//! HTTP request handlers for the web UI and the JSON endpoint.

use super::page;
use super::upload::{parse_multipart, UploadError};
use super::AppState;
use crate::error::{MindmapError, Severity, Warning};
use crate::output::{MindmapOutput, MindmapStats, OutlineStats, DOWNLOAD_FILE_NAME, DOWNLOAD_MEDIA_TYPE};
use axum::{
    extract::{Multipart, State},
    http::{header, StatusCode},
    response::{Html, IntoResponse, Response},
    Form, Json,
};
use serde::{Deserialize, Serialize};
use tracing::{info, warn};

/// HTTP status for a failed run.
pub fn status_for(err: &MindmapError) -> StatusCode {
    match err {
        MindmapError::UnsupportedUpload { .. }
        | MindmapError::InvalidInput { .. }
        | MindmapError::FileNotFound { .. }
        | MindmapError::PermissionDenied { .. } => StatusCode::BAD_REQUEST,
        MindmapError::MalformedDocument { .. } | MindmapError::ExtractionEmpty { .. } => {
            StatusCode::UNPROCESSABLE_ENTITY
        }
        MindmapError::ServiceError { .. }
        | MindmapError::EmptyGeneration { .. }
        | MindmapError::DownloadFailed { .. }
        | MindmapError::DownloadTimeout { .. } => StatusCode::BAD_GATEWAY,
        MindmapError::ConfigurationMissing { .. }
        | MindmapError::InvalidConfig(_)
        | MindmapError::PdfiumBindingFailed(_)
        | MindmapError::OutputWriteFailed { .. }
        | MindmapError::Internal(_) => StatusCode::INTERNAL_SERVER_ERROR,
    }
}

/// Upload form.
pub async fn index(State(state): State<AppState>) -> Html<String> {
    Html(page::render_index(&state.pipeline.config().effective_model()))
}

/// Health check endpoint
pub async fn health_check(State(state): State<AppState>) -> impl IntoResponse {
    Json(HealthResponse {
        status: "ok",
        version: env!("CARGO_PKG_VERSION"),
        provider: state.pipeline.provider().to_string(),
    })
}

/// `POST /mindmap`: upload → result page.
pub async fn mindmap_page(State(state): State<AppState>, multipart: Multipart) -> Response {
    let document = match parse_multipart(multipart).await {
        Ok(doc) => doc,
        Err(UploadError::Rejected(e)) => return error_page(&e),
        Err(e @ UploadError::BadForm(_)) => {
            return (
                StatusCode::BAD_REQUEST,
                Html(page::render_message(Severity::Error, &e.to_string())),
            )
                .into_response()
        }
    };

    let name = document.name.clone();
    match state.pipeline.run(document).await {
        Ok(output) => {
            info!("Served mindmap for '{}'", name);
            Html(page::render_result(&name, &output)).into_response()
        }
        Err(e) => error_page(&e),
    }
}

/// `POST /api/mindmap`: upload → JSON.
pub async fn mindmap_api(State(state): State<AppState>, multipart: Multipart) -> Response {
    let document = match parse_multipart(multipart).await {
        Ok(doc) => doc,
        Err(UploadError::Rejected(e)) => return error_json(&e),
        Err(e @ UploadError::BadForm(_)) => {
            return (
                StatusCode::BAD_REQUEST,
                Json(ErrorResponse {
                    error: "bad_form",
                    severity: Severity::Error,
                    message: e.to_string(),
                }),
            )
                .into_response()
        }
    };

    match state.pipeline.run(document).await {
        Ok(output) => Json(MindmapResponse::from(output)).into_response(),
        Err(e) => error_json(&e),
    }
}

/// Form body of `POST /download`.
#[derive(Debug, Deserialize)]
pub struct DownloadForm {
    pub markdown: String,
}

/// `POST /download`: the outline as an attachment named `mindmap.md`.
///
/// Browsers submit textarea values with CRLF line breaks; they are turned
/// back into the LF breaks of the outline.
pub async fn download(Form(form): Form<DownloadForm>) -> Response {
    if form.markdown.trim().is_empty() {
        return (StatusCode::BAD_REQUEST, "Nothing to download").into_response();
    }
    let markdown = form.markdown.replace("\r\n", "\n");
    (
        [
            (
                header::CONTENT_TYPE,
                format!("{DOWNLOAD_MEDIA_TYPE}; charset=utf-8"),
            ),
            (
                header::CONTENT_DISPOSITION,
                format!("attachment; filename=\"{DOWNLOAD_FILE_NAME}\""),
            ),
        ],
        markdown,
    )
        .into_response()
}

fn error_page(err: &MindmapError) -> Response {
    warn!("Request failed ({}): {}", err.kind(), err);
    (status_for(err), Html(page::render_error(err))).into_response()
}

fn error_json(err: &MindmapError) -> Response {
    warn!("Request failed ({}): {}", err.kind(), err);
    (
        status_for(err),
        Json(ErrorResponse {
            error: err.kind(),
            severity: err.severity(),
            message: err.to_string(),
        }),
    )
        .into_response()
}

// ── Response bodies ──────────────────────────────────────────────────────

#[derive(Debug, Serialize)]
pub struct HealthResponse {
    pub status: &'static str,
    pub version: &'static str,
    pub provider: String,
}

#[derive(Debug, Serialize)]
pub struct ErrorResponse {
    pub error: &'static str,
    pub severity: Severity,
    pub message: String,
}

#[derive(Debug, Serialize)]
pub struct MindmapResponse {
    pub markdown: String,
    pub html: String,
    pub frame_height: u32,
    pub warnings: Vec<Warning>,
    pub stats: MindmapStats,
    pub outline_stats: OutlineStats,
}

impl From<MindmapOutput> for MindmapResponse {
    fn from(output: MindmapOutput) -> Self {
        Self {
            markdown: output.outline.into_string(),
            html: output.view.html,
            frame_height: output.view.frame_height,
            warnings: output.warnings,
            stats: output.stats,
            outline_stats: output.outline_stats,
        }
    }
}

____________

- Your task -
Take every line from the listing above that includes the word "markdown" and copy it.

- Response to this exercise -
    pub markdown: String,
    if form.markdown.trim().is_empty() {
    let markdown = form.markdown.replace("\r\n", "\n");
        markdown,
    pub markdown: String,
            markdown: output.outline.into_string(),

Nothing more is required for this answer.